Hello all, new owner of a 2008 Salem 26TBUD. Been around campers since 1986, and now with my own family over the last 10 years we've owned a popup, R-Pod TT and now the Salem. I run the R-Pod owner's forum so I'm used to explaining the details of the various systems.

However, there are 2 things that are new to me.

First, I've winter camped several times in my R-Pod, keeping it winterized. This Salem has an enclosed fresh water tank so its a start towards full-service winter camping. Except... the gray and black tanks aren't enclosed. So what is the point of the enclosed fresh tank?
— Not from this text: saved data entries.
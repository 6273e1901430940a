//! Per-process file descriptor table.
//!
//! Maps integer descriptors to open files. Descriptors 0 and 1 belong to the
//! console and are never handed out; user files start at
//! [`FIRST_USER_FD`](crate::config::FIRST_USER_FD).

use alloc::collections::BTreeMap;
use alloc::vec::Vec;
use core::fmt;

use crate::config::FIRST_USER_FD;
use crate::platform::File;

/// Maximum number of open files per process.
pub const MAX_FDS: usize = 128;

/// Descriptor table errors.
#[derive(Debug, Clone, Copy, PartialEq, Eq)]
pub enum FdError {
    /// No file by that name
    NotFound,
    /// The descriptor is not open in this table
    InvalidFd,
    /// The table is full
    TooManyOpenFiles,
}

impl fmt::Display for FdError {
    fn fmt(&self, f: &mut fmt::Formatter<'_>) -> fmt::Result {
        match self {
            Self::NotFound => write!(f, "no such file"),
            Self::InvalidFd => write!(f, "invalid file descriptor"),
            Self::TooManyOpenFiles => write!(f, "too many open files"),
        }
    }
}

/// Open files of one process.
pub struct FileTable<F: File> {
    entries: BTreeMap<i32, F>,
    next_fd: i32,
}

impl<F: File> FileTable<F> {
    /// Create an empty table.
    pub const fn new() -> Self {
        Self {
            entries: BTreeMap::new(),
            next_fd: FIRST_USER_FD,
        }
    }

    /// Insert an open file and return its descriptor.
    ///
    /// On a full table the file is handed back so the caller can close it.
    pub fn insert(&mut self, file: F) -> Result<i32, (FdError, F)> {
        if self.entries.len() >= MAX_FDS {
            return Err((FdError::TooManyOpenFiles, file));
        }
        let fd = self.next_fd;
        self.next_fd += 1;
        self.entries.insert(fd, file);
        Ok(fd)
    }

    /// Remove `fd` from the table, returning its file.
    pub fn remove(&mut self, fd: i32) -> Result<F, FdError> {
        self.entries.remove(&fd).ok_or(FdError::InvalidFd)
    }

    /// Remove every open file, lowest descriptor first.
    pub fn drain(&mut self) -> Vec<(i32, F)> {
        core::mem::take(&mut self.entries).into_iter().collect()
    }

    /// Number of open files.
    pub fn len(&self) -> usize {
        self.entries.len()
    }

    /// Whether no file is open.
    pub fn is_empty(&self) -> bool {
        self.entries.is_empty()
    }
}

impl<F: File> Default for FileTable<F> {
    fn default() -> Self {
        Self::new()
    }
}

#[cfg(test)]
mod tests {
    use super::*;
    use crate::platform::FileError;

    struct NullFile;

    impl File for NullFile {
        fn read(&mut self, _buf: &mut [u8]) -> usize {
            0
        }
        fn seek(&mut self, _pos: u32) {}
        fn length(&self) -> u32 {
            0
        }
        fn deny_write(&mut self) {}
        fn close(self) -> Result<(), FileError> {
            Ok(())
        }
    }

    #[test]
    fn test_descriptors_start_after_console() {
        let mut table = FileTable::new();
        let a = table.insert(NullFile).ok().unwrap();
        let b = table.insert(NullFile).ok().unwrap();
        assert_eq!(a, FIRST_USER_FD);
        assert_eq!(b, FIRST_USER_FD + 1);
        assert_eq!(table.len(), 2);
    }

    #[test]
    fn test_remove_and_reuse() {
        let mut table = FileTable::new();
        let fd = table.insert(NullFile).ok().unwrap();
        assert!(table.remove(fd).is_ok());
        assert_eq!(table.remove(fd).err(), Some(FdError::InvalidFd));
        // Descriptors are not recycled.
        assert_eq!(table.insert(NullFile).ok(), Some(fd + 1));
    }

    #[test]
    fn test_drain_empties_table() {
        let mut table = FileTable::new();
        for _ in 0..3 {
            assert!(table.insert(NullFile).is_ok());
        }
        let drained = table.drain();
        assert_eq!(drained.len(), 3);
        assert_eq!(drained[0].0, FIRST_USER_FD);
        assert!(table.is_empty());
    }

    #[test]
    fn test_table_limit() {
        let mut table = FileTable::new();
        for _ in 0..MAX_FDS {
            assert!(table.insert(NullFile).is_ok());
        }
        match table.insert(NullFile) {
            Err((e, _file)) => assert_eq!(e, FdError::TooManyOpenFiles),
            Ok(_) => panic!("table accepted more than MAX_FDS files"),
        }
    }
}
Second, the fresh water tank itself has 2 mysteries. With all the campers I've ever dealt with before, you fill it until the water comes back out of the fill spout. This one appears to have an overfill hose underneath (next to the drain hose which has a valve), so when I came back after walking away water was gushing out of that hose. After shutting down the hose water continued to pour out of that hose for several minutes. I would guess half of the capacity ran back out. As a result, even though the water tank is the same size as my R-Pod's, we got half as many showers out of it. Why this hose, and why does it allow so much water to freely escape? Another mystery, I opened up the interior compartment where that fill spout is located and I see the usual spot where the air vent would be located, in the fill spout assembly. No vent was there and no sign there ever was. Ideas?

Thanks!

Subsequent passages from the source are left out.